1) People generally seem to like me, and when I realized that, it came as a bit of a surprise. I’ve always been fascinated with people whom others find annoying, and I often try to analyze them. Do they know that most people don’t like them, or are they oblivious to that fact? Do they think that the problem lies with other people and not themselves? Do they catch themselves displaying the same old irritating habits over and over, and when they realize it after it’s too late, do they kick themselves for it (all too often, that’s what happens to me)? Because I’m so aware of my shortcomings, I’ve often wondered if I fall into the category of ‘jerks that most people don’t like.’ But since I’ve retired I’ve made a whole new sets of friends, and they often seek me out or tell me I’ve been missed when I’m not around, so maybe I’m not that annoying and unlikeable after all!

2) Even when I have loads of time, I’ll still find ways to procrastinate and waste time as a means of avoidance. Though I pride myself in never watching TV during the day (and rarely at night), I will play online games such as Word Twist, Scrabble, and (gasp!) Solitaire way too much! When I worked full time I used to justify these time wasters as a way to decompress after a stressful day, but even though my stress level has greatly decreased, there are still items on my To Do List that I just don’t want To Do! And I still find ways to put off doing them, or eventually transfer them to my Not To Do List if I can convince myself that’s acceptable.

3) I’m not nearly as creative as I thought I was. I do love to blog and journal, but I admit that my narratives just aren’t that riveting. My attempts at fiction writing, beading, photography, gardening, and needlecrafts are disappointing at best. Even the area where I think I’m most creative – cooking on a budget – has pretty much all been done before, judging from the cooking websites I frequent.

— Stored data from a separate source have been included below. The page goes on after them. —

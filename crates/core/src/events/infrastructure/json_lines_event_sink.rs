use std::fs::{File, OpenOptions};
use std::io::{BufWriter, Write};
use std::path::{Path, PathBuf};

use crate::events::domain::detection_event::DetectionEvent;
use crate::events::domain::event_sink::EventSink;
use crate::shared::error::EventSinkError;

/// Appends one JSON object per event to a file.
pub struct JsonLinesEventSink {
    path: PathBuf,
    writer: BufWriter<File>,
    written: u64,
}

impl JsonLinesEventSink {
    /// Opens `path` for appending, creating it and its parent directory.
    pub fn open(path: &Path) -> Result<Self, EventSinkError> {
        if let Some(parent) = path.parent() {
            if !parent.as_os_str().is_empty() {
                std::fs::create_dir_all(parent)?;
            }
        }
        let file = OpenOptions::new().create(true).append(true).open(path)?;
        Ok(Self {
            path: path.to_path_buf(),
            writer: BufWriter::new(file),
            written: 0,
        })
    }

    pub fn path(&self) -> &Path {
        &self.path
    }

    pub fn written(&self) -> u64 {
        self.written
    }
}

impl EventSink for JsonLinesEventSink {
    fn record(&mut self, event: &DetectionEvent) -> Result<(), EventSinkError> {
        serde_json::to_writer(&mut self.writer, event)?;
        self.writer.write_all(b"\n")?;
        self.written += 1;
        Ok(())
    }

    fn flush(&mut self) -> Result<(), EventSinkError> {
        self.writer.flush()?;
        Ok(())
    }
}

#[cfg(test)]
mod tests {
    use super::*;
    use crate::classification::domain::age_classifier::AgeRange;
    use crate::classification::domain::classification::Classification;
    use crate::classification::domain::gender_classifier::Gender;

    fn event(low: u32, high: u32, gender: Gender) -> DetectionEvent {
        let c = Classification::new(AgeRange::new(low, high).unwrap(), gender);
        DetectionEvent::new(&c, chrono::Local::now(), None)
    }

    fn read_events(path: &Path) -> Vec<DetectionEvent> {
        std::fs::read_to_string(path)
            .unwrap()
            .lines()
            .map(|l| serde_json::from_str(l).unwrap())
            .collect()
    }

    #[test]
    fn test_one_line_per_event() {
        let dir = tempfile::tempdir().unwrap();
        let path = dir.path().join("logs").join("events.jsonl");
        let mut sink = JsonLinesEventSink::open(&path).unwrap();
        sink.record(&event(25, 32, Gender::Male)).unwrap();
        sink.record(&event(4, 6, Gender::Female)).unwrap();
        sink.flush().unwrap();

        let events = read_events(&path);
        assert_eq!(events.len(), 2);
        assert_eq!(events[1].estimation, "4-6");
        assert_eq!(sink.written(), 2);
    }

    #[test]
    fn test_reopen_appends() {
        let dir = tempfile::tempdir().unwrap();
        let path = dir.path().join("events.jsonl");
        for _ in 0..2 {
            let mut sink = JsonLinesEventSink::open(&path).unwrap();
            sink.record(&event(15, 20, Gender::Male)).unwrap();
            sink.flush().unwrap();
        }
        assert_eq!(read_events(&path).len(), 2);
    }
}
/// Summed-area tables over an 8-bit grayscale image.
///
/// Both tables are `(width + 1) x (height + 1)` with a zero first row and
/// column, so any rectangle sum costs four lookups.
pub struct IntegralImage {
    width: usize,
    height: usize,
    sum: Vec<u64>,
    sq_sum: Vec<u64>,
}

impl IntegralImage {
    pub fn new(gray: &[u8], width: usize, height: usize) -> Self {
        debug_assert_eq!(gray.len(), width * height);
        let stride = width + 1;
        let mut sum = vec![0u64; stride * (height + 1)];
        let mut sq_sum = vec![0u64; stride * (height + 1)];

        for y in 0..height {
            let mut row_sum = 0u64;
            let mut row_sq = 0u64;
            for x in 0..width {
                let v = gray[y * width + x] as u64;
                row_sum += v;
                row_sq += v * v;
                let idx = (y + 1) * stride + x + 1;
                sum[idx] = sum[idx - stride] + row_sum;
                sq_sum[idx] = sq_sum[idx - stride] + row_sq;
            }
        }

        Self {
            width,
            height,
            sum,
            sq_sum,
        }
    }

    pub fn width(&self) -> usize {
        self.width
    }

    pub fn height(&self) -> usize {
        self.height
    }

    /// Sum of pixels in `[x, x + w) x [y, y + h)`. The rectangle must lie
    /// inside the image.
    pub fn rect_sum(&self, x: usize, y: usize, w: usize, h: usize) -> u64 {
        Self::lookup(&self.sum, self.width + 1, x, y, w, h)
    }

    pub fn rect_sq_sum(&self, x: usize, y: usize, w: usize, h: usize) -> u64 {
        Self::lookup(&self.sq_sum, self.width + 1, x, y, w, h)
    }

    fn lookup(table: &[u64], stride: usize, x: usize, y: usize, w: usize, h: usize) -> u64 {
        let a = table[y * stride + x];
        let b = table[y * stride + x + w];
        let c = table[(y + h) * stride + x];
        let d = table[(y + h) * stride + x + w];
        d + a - b - c
    }
}
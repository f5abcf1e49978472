//! Cascade files on disk: OpenCV's `opencv-cascade-classifier` XML (the
//! layout of the `haarcascade_*.xml` files shipped with OpenCV) or this
//! crate's JSON.
//!
//! Only the parts of the XML layout a Haar stump cascade uses are read:
//!
//! ```xml
//! <cascade>
//!   <featureType>HAAR</featureType>
//!   <height>20</height><width>20</width>
//!   <stages><_>
//!     <stageThreshold>0.82</stageThreshold>
//!     <weakClassifiers><_>
//!       <internalNodes>0 -1 0 4.0e-03</internalNodes>
//!       <leafValues>0.03 0.84</leafValues>
//!     </_></weakClassifiers>
//!   </_></stages>
//!   <features><_>
//!     <rects><_>3 7 14 4 -1.</_><_>3 9 14 2 2.</_></rects>
//!   </_></features>
//! </cascade>
//! ```
use std::path::Path;
use std::str::FromStr;

use roxmltree::{Document, Node};

use crate::detection::domain::haar_cascade::{
    CascadeError, HaarCascade, HaarFeature, Stage, WeakClassifier, WeightedRect,
};

/// OpenCV lowers every stage threshold by this much when it loads a cascade.
const STAGE_THRESHOLD_EPS: f32 = 1e-5;

/// OpenCV normalizes over the window minus a one-pixel border.
const OPENCV_NORM_INSET: u32 = 1;

/// Loads `path` as OpenCV XML when it ends in `.xml`, as JSON otherwise.
pub fn load(path: &Path) -> Result<HaarCascade, CascadeError> {
    let text = std::fs::read_to_string(path)?;
    let is_xml = path
        .extension()
        .and_then(|e| e.to_str())
        .is_some_and(|e| e.eq_ignore_ascii_case("xml"));
    if is_xml {
        from_opencv_xml(&text)
    } else {
        HaarCascade::from_json(&text)
    }
}

pub fn from_opencv_xml(text: &str) -> Result<HaarCascade, CascadeError> {
    let doc = Document::parse(text)?;
    let Some(root) = doc.descendants().find(|n| n.has_tag_name("cascade")) else {
        return Err(invalid(
            "no <cascade> element; pre-2.4 OpenCV cascades must be converted first",
        ));
    };

    if let Some(kind) = child(root, "featureType").and_then(|n| n.text()) {
        if !kind.trim().eq_ignore_ascii_case("HAAR") {
            return Err(invalid(format!("unsupported feature type {}", kind.trim())));
        }
    }

    let window_width = single(required(root, "width")?)?;
    let window_height = single(required(root, "height")?)?;
    let features = items(required(root, "features")?)
        .enumerate()
        .map(|(i, node)| parse_feature(node).map_err(|e| context(e, format!("feature {i}"))))
        .collect::<Result<Vec<_>, _>>()?;
    let stages = items(required(root, "stages")?)
        .enumerate()
        .map(|(i, node)| parse_stage(node, &features).map_err(|e| context(e, format!("stage {i}"))))
        .collect::<Result<Vec<_>, _>>()?;

    let cascade = HaarCascade {
        window_width,
        window_height,
        stages,
        norm_inset: OPENCV_NORM_INSET,
    };
    cascade.validate()?;
    Ok(cascade)
}

fn parse_feature(node: Node) -> Result<HaarFeature, CascadeError> {
    if let Some(tilted) = child(node, "tilted").and_then(|n| n.text()) {
        if tilted.trim() != "0" {
            return Err(invalid("tilted features are not supported"));
        }
    }
    let rects = items(required(node, "rects")?)
        .map(|rect| {
            let tokens = tokens(rect);
            let [x, y, width, height, weight] = tokens.as_slice() else {
                return Err(invalid(format!(
                    "rect needs 5 values, got {}",
                    tokens.len()
                )));
            };
            Ok(WeightedRect {
                x: number(x)?,
                y: number(y)?,
                width: number(width)?,
                height: number(height)?,
                weight: number(weight)?,
            })
        })
        .collect::<Result<Vec<_>, _>>()?;
    if rects.is_empty() {
        return Err(invalid("feature has no rects"));
    }
    Ok(HaarFeature { rects })
}

fn parse_stage(node: Node, features: &[HaarFeature]) -> Result<Stage, CascadeError> {
    let threshold: f32 = single(required(node, "stageThreshold")?)?;
    let classifiers = items(required(node, "weakClassifiers")?)
        .map(|weak| parse_weak_classifier(weak, features))
        .collect::<Result<Vec<_>, _>>()?;
    Ok(Stage {
        threshold: threshold - STAGE_THRESHOLD_EPS,
        classifiers,
    })
}

/// A single split: `internalNodes` is `left right feature threshold` with
/// both children pointing at leaves (0 and -1).
fn parse_weak_classifier(node: Node, features: &[HaarFeature]) -> Result<WeakClassifier, CascadeError> {
    let nodes = tokens(required(node, "internalNodes")?);
    let leaves = tokens(required(node, "leafValues")?);
    let ([left, right, feature, threshold], [left_leaf, right_leaf]) =
        (nodes.as_slice(), leaves.as_slice())
    else {
        return Err(invalid(format!(
            "only single-split classifiers are supported ({} node values, {} leaves)",
            nodes.len(),
            leaves.len()
        )));
    };
    if number::<i64>(left)? != 0 || number::<i64>(right)? != -1 {
        return Err(invalid(format!("unexpected split children {left} {right}")));
    }
    let index: usize = number(feature)?;
    let Some(feature) = features.get(index) else {
        return Err(invalid(format!(
            "feature index {index} out of range ({} features)",
            features.len()
        )));
    };
    Ok(WeakClassifier {
        feature: feature.clone(),
        threshold: number(threshold)?,
        left: number(left_leaf)?,
        right: number(right_leaf)?,
    })
}

fn child<'a, 'i>(node: Node<'a, 'i>, name: &str) -> Option<Node<'a, 'i>> {
    node.children().find(|n| n.has_tag_name(name))
}

fn required<'a, 'i>(node: Node<'a, 'i>, name: &str) -> Result<Node<'a, 'i>, CascadeError> {
    child(node, name).ok_or_else(|| invalid(format!("missing <{name}>")))
}

/// The `<_>` entries of an OpenCV sequence node.
fn items<'a, 'i: 'a>(node: Node<'a, 'i>) -> impl Iterator<Item = Node<'a, 'i>> {
    node.children().filter(|n| n.has_tag_name("_"))
}

fn tokens<'a>(node: Node<'a, '_>) -> Vec<&'a str> {
    node.text().map(|t| t.split_whitespace().collect()).unwrap_or_default()
}

fn single<T: FromStr>(node: Node) -> Result<T, CascadeError> {
    match tokens(node).as_slice() {
        [value] => number(value),
        other => Err(invalid(format!(
            "<{}> needs one value, got {}",
            node.tag_name().name(),
            other.len()
        ))),
    }
}

fn number<T: FromStr>(token: &str) -> Result<T, CascadeError> {
    token
        .parse()
        .map_err(|_| invalid(format!("bad number {token:?}")))
}

fn invalid(message: impl Into<String>) -> CascadeError {
    CascadeError::Invalid(message.into())
}

fn context(error: CascadeError, location: String) -> CascadeError {
    match error {
        CascadeError::Invalid(message) => CascadeError::Invalid(format!("{location}: {message}")),
        other => other,
    }
}

#[cfg(test)]
mod tests {
    use super::*;
    use crate::detection::domain::haar_cascade::tests::bright_center_cascade;
    use crate::detection::domain::integral_image::IntegralImage;
    use approx::assert_relative_eq;

    /// The bright-centre cascade as OpenCV would write it.
    const BRIGHT_CENTER_XML: &str = r#"<?xml version="1.0"?>
<!-- trimmed to the fields a stump cascade needs -->
<opencv_storage>
<cascade type_id="opencv-cascade-classifier"><stageType>BOOST</stageType>
  <featureType>HAAR</featureType>
  <height>20</height>
  <width>20</width>
  <stageParams>
    <maxWeakCount>1</maxWeakCount></stageParams>
  <featureParams>
    <maxCatCount>0</maxCatCount></featureParams>
  <stageNum>1</stageNum>
  <stages>
    <_>
      <maxWeakCount>1</maxWeakCount>
      <stageThreshold>5.0000000000000000e-01</stageThreshold>
      <weakClassifiers>
        <_>
          <internalNodes>
            0 -1 0 3.2000000000000001e-01</internalNodes>
          <leafValues>
            0. 1.</leafValues></_></weakClassifiers></_></stages>
  <features>
    <_>
      <rects>
        <_>
          5 5 10 10 1.</_>
        <_>
          0 0 20 20 -2.5000000000000000e-01</_></rects>
      <tilted>0</tilted></_></features></cascade>
</opencv_storage>
"#;

    fn square_image() -> (Vec<u8>, usize, usize) {
        let (w, h) = (100usize, 100usize);
        let mut gray = vec![0u8; w * h];
        for y in 45..55 {
            for x in 45..55 {
                gray[y * w + x] = 255;
            }
        }
        (gray, w, h)
    }

    #[test]
    fn test_opencv_xml_maps_onto_cascade() {
        let parsed = from_opencv_xml(BRIGHT_CENTER_XML).unwrap();
        let expected = bright_center_cascade();

        assert_eq!((parsed.window_width, parsed.window_height), (20, 20));
        assert_eq!(parsed.norm_inset, 1);
        assert_eq!(parsed.stages.len(), 1);
        assert_relative_eq!(parsed.stages[0].threshold, 0.5 - STAGE_THRESHOLD_EPS);
        assert_eq!(parsed.stages[0].classifiers, expected.stages[0].classifiers);
    }

    #[test]
    fn test_parsed_xml_cascade_finds_the_block() {
        let cascade = from_opencv_xml(BRIGHT_CENTER_XML).unwrap();
        let (gray, w, h) = square_image();
        let ii = IntegralImage::new(&gray, w, h);
        assert!(cascade.evaluate(&ii, 40, 40, 1.0));
        assert!(!cascade.evaluate(&ii, 0, 0, 1.0));
    }

    #[test]
    fn test_tilted_feature_is_rejected() {
        let text = BRIGHT_CENTER_XML.replace("<tilted>0</tilted>", "<tilted>1</tilted>");
        let err = from_opencv_xml(&text).unwrap_err();
        assert!(err.to_string().contains("tilted"), "{err}");
    }

    #[test]
    fn test_deeper_tree_is_rejected() {
        let text = BRIGHT_CENTER_XML
            .replace("0 -1 0 3.2000000000000001e-01", "1 -1 0 0.32 0 -2 0 0.5")
            .replace("0. 1.</leafValues>", "0. 1. 0.5</leafValues>");
        let err = from_opencv_xml(&text).unwrap_err();
        assert!(err.to_string().contains("stage 0"), "{err}");
        assert!(err.to_string().contains("single-split"), "{err}");
    }

    #[test]
    fn test_feature_index_out_of_range() {
        let text = BRIGHT_CENTER_XML.replace("0 -1 0 3.2", "0 -1 7 3.2");
        let err = from_opencv_xml(&text).unwrap_err();
        assert!(err.to_string().contains("feature index 7"), "{err}");
    }

    #[test]
    fn test_legacy_layout_is_rejected() {
        let text = r#"<opencv_storage><haarcascade_frontalface type_id="opencv-haar-classifier">
            <size>20 20</size><stages></stages></haarcascade_frontalface></opencv_storage>"#;
        let err = from_opencv_xml(text).unwrap_err();
        assert!(err.to_string().contains("<cascade>"), "{err}");
    }

    #[test]
    fn test_lbp_cascade_is_rejected() {
        let text = BRIGHT_CENTER_XML.replace("<featureType>HAAR", "<featureType>LBP");
        assert!(matches!(from_opencv_xml(&text), Err(CascadeError::Invalid(_))));
    }

    #[test]
    fn test_malformed_xml_is_xml_error() {
        assert!(matches!(
            from_opencv_xml("<cascade><width>20</cascade>"),
            Err(CascadeError::Xml(_))
        ));
    }

    #[test]
    fn test_load_picks_format_from_extension() {
        let dir = tempfile::tempdir().unwrap();
        let xml = dir.path().join("frontal.XML");
        std::fs::write(&xml, BRIGHT_CENTER_XML).unwrap();
        assert_eq!(load(&xml).unwrap().norm_inset, 1);

        let json = dir.path().join("frontal.json");
        std::fs::write(&json, serde_json::to_string(&bright_center_cascade()).unwrap()).unwrap();
        assert_eq!(load(&json).unwrap(), bright_center_cascade());

        assert!(matches!(
            load(&dir.path().join("missing.xml")),
            Err(CascadeError::Io(_))
        ));
    }
}
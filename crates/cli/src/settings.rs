use std::fs;
use std::path::{Path, PathBuf};

use serde::{Deserialize, Serialize};

use face_monitor_core::capture::domain::capture_config::CaptureConfig;
use face_monitor_core::detection::infrastructure::cascade_face_detector::CascadeParams;

/// Run settings, read from a JSON file. Missing keys take their defaults and
/// command-line flags override whatever the file says.
#[derive(Debug, Clone, PartialEq, Serialize, Deserialize)]
#[serde(default)]
pub struct Settings {
    pub capture: CaptureConfig,
    /// Replay this directory of images instead of opening a device.
    pub images: Option<PathBuf>,
    pub cascade: Option<PathBuf>,
    pub age_model: Option<PathBuf>,
    pub gender_model: Option<PathBuf>,
    /// Directory searched for bundled models before downloading.
    pub models_dir: Option<PathBuf>,
    pub font: Option<PathBuf>,
    /// Image file kept updated with the latest annotated frame.
    pub display_out: Option<PathBuf>,
    pub viewport: Option<(u32, u32)>,
    pub events: Option<PathBuf>,
    pub snapshots: Option<PathBuf>,
    pub workers: Option<usize>,
    pub scale_factor: f32,
    pub min_neighbors: usize,
    pub min_face_size: u32,
    pub log_every: u64,
}

impl Default for Settings {
    fn default() -> Self {
        let params = CascadeParams::default();
        Self {
            capture: CaptureConfig::default(),
            images: None,
            cascade: None,
            age_model: None,
            gender_model: None,
            models_dir: None,
            font: None,
            display_out: None,
            viewport: None,
            events: None,
            snapshots: None,
            workers: None,
            scale_factor: params.scale_factor,
            min_neighbors: params.min_neighbors,
            min_face_size: params.min_size,
            log_every: 100,
        }
    }
}

impl Settings {
    pub fn config_path() -> Option<PathBuf> {
        dirs::config_dir().map(|d| d.join("Face Monitor").join("settings.json"))
    }

    /// Reads the per-user settings file, falling back to defaults when it
    /// is missing or unreadable.
    pub fn load() -> Self {
        Self::config_path()
            .and_then(|path| fs::read_to_string(path).ok())
            .and_then(|json| serde_json::from_str(&json).ok())
            .unwrap_or_default()
    }

    /// Reads an explicitly requested settings file. Unlike [`load`](Self::load),
    /// a missing or malformed file is an error.
    pub fn load_from(path: &Path) -> Result<Self, String> {
        let json = fs::read_to_string(path)
            .map_err(|e| format!("Cannot read settings {}: {e}", path.display()))?;
        serde_json::from_str(&json)
            .map_err(|e| format!("Invalid settings {}: {e}", path.display()))
    }

    pub fn cascade_params(&self) -> CascadeParams {
        CascadeParams {
            scale_factor: self.scale_factor,
            min_neighbors: self.min_neighbors,
            min_size: self.min_face_size,
            ..CascadeParams::default()
        }
    }
}

/// Parses `WIDTHxHEIGHT`, e.g. `1280x720`.
pub fn parse_viewport(s: &str) -> Result<(u32, u32), String> {
    let (w, h) = s
        .split_once(['x', 'X'])
        .ok_or_else(|| format!("Viewport must look like 1280x720, got '{s}'"))?;
    let w: u32 = w
        .trim()
        .parse()
        .map_err(|_| format!("Invalid viewport width in '{s}'"))?;
    let h: u32 = h
        .trim()
        .parse()
        .map_err(|_| format!("Invalid viewport height in '{s}'"))?;
    if w == 0 || h == 0 {
        return Err(format!("Viewport must be non-zero, got '{s}'"));
    }
    Ok((w, h))
}
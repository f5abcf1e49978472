pub mod cascade_face_detector;
pub mod cascade_loader;
mod math;
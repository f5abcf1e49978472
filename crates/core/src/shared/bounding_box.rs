pub const DEFAULT_IOU_THRESHOLD: f64 = 0.3;

/// Axis-aligned box in frame-pixel coordinates.
#[derive(Clone, Copy, Debug, PartialEq, Eq, Hash)]
pub struct BoundingBox {
    pub x: i32,
    pub y: i32,
    pub width: i32,
    pub height: i32,
}

impl BoundingBox {
    pub fn new(x: i32, y: i32, width: i32, height: i32) -> Self {
        Self {
            x,
            y,
            width,
            height,
        }
    }

    pub fn right(&self) -> i32 {
        self.x + self.width
    }

    pub fn bottom(&self) -> i32 {
        self.y + self.height
    }

    pub fn area(&self) -> i64 {
        self.width.max(0) as i64 * self.height.max(0) as i64
    }

    /// True when the box has positive size and lies fully inside a
    /// `frame_w` x `frame_h` frame.
    pub fn fits_within(&self, frame_w: u32, frame_h: u32) -> bool {
        self.width > 0
            && self.height > 0
            && self.x >= 0
            && self.y >= 0
            && self.right() as i64 <= frame_w as i64
            && self.bottom() as i64 <= frame_h as i64
    }

    /// Intersects the box with the frame. `None` when nothing is left.
    pub fn clamp_to(&self, frame_w: u32, frame_h: u32) -> Option<BoundingBox> {
        let x1 = self.x.max(0);
        let y1 = self.y.max(0);
        let x2 = (self.right() as i64).min(frame_w as i64) as i32;
        let y2 = (self.bottom() as i64).min(frame_h as i64) as i32;
        if x2 <= x1 || y2 <= y1 {
            return None;
        }
        Some(BoundingBox::new(x1, y1, x2 - x1, y2 - y1))
    }

    /// Greedy deduplication: keeps a box only if its IoU with every
    /// previously-kept box is at or below the threshold.
    pub fn deduplicate(boxes: &[BoundingBox], iou_threshold: f64) -> Vec<BoundingBox> {
        if boxes.len() <= 1 {
            return boxes.to_vec();
        }
        let mut kept: Vec<BoundingBox> = Vec::with_capacity(boxes.len());
        for b in boxes {
            let dominated = kept.iter().any(|k| b.iou(k) > iou_threshold);
            if !dominated {
                kept.push(*b);
            }
        }
        kept
    }

    pub fn iou(&self, other: &BoundingBox) -> f64 {
        let ix1 = self.x.max(other.x);
        let iy1 = self.y.max(other.y);
        let ix2 = self.right().min(other.right());
        let iy2 = self.bottom().min(other.bottom());

        let inter = (ix2 - ix1).max(0) as f64 * (iy2 - iy1).max(0) as f64;
        if inter == 0.0 {
            return 0.0;
        }

        let area_a = self.area() as f64;
        let area_b = other.area() as f64;
        inter / (area_a + area_b - inter)
    }
}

4) My self-image was much more wrapped up in my career than I thought it was. While I’ve had my share of tedious, disagreeable, and onerous jobs, my last position was actually quite satisfying. The downside – that I was pretty much on-call 24/7 and that I had too much responsibility – was also the thing that made it so rewarding: I was considered the system expert, the go-to person who had all of the answers. I just didn’t think I’d miss that sense of purpose and accomplishment as much as I do (though I certainly don’t miss the early morning or all-night phone calls when things went boom!)

5) On a related note, I find paid work much more rewarding than volunteer work, even if the pay is minimal. This distresses me a bit because I’ve never thought of myself as materialistic. But the fact that someone is willing to pay to take my fitness class or have me tweak their resume is a real bonus for me! It’s funny, but when I was working full time I said my ideal ‘fun retirement jobs’ would be to teach an aerobics class and to write resumes. How cool is it that I’m now doing both? I simply cannot believe my good fortune in this regard.

6) I really can change life-long habits! I am no longer a compulsive over-eater, and my weight has been in the normal range for several months. That’s quite a feat, considering I was overweight or obese for about 80% of my life. I think giving up nail-biting was even harder than giving cutting back on breads, pastas and sweets. Oh, I still backslide in both areas from time to time, but I am confident that I’ll not go back to my old nasty habits again.

7) I am now at peace in my relationship with God, and I can’t believe what a marvelous blessing this has been for me. I’d dabbled with spirituality in the past, but often let fear and doubt dissuade me from putting all of my faith in God. Now when weeds of disbelief start to spring up, I simply pull them up and throw them away! I’m not sure I always get the roots, but I’m not going to let them overtake my garden. No matter what else is going on for me, I know that the Lord loves me and is with me always, and this has become the greatest source of joy in my life.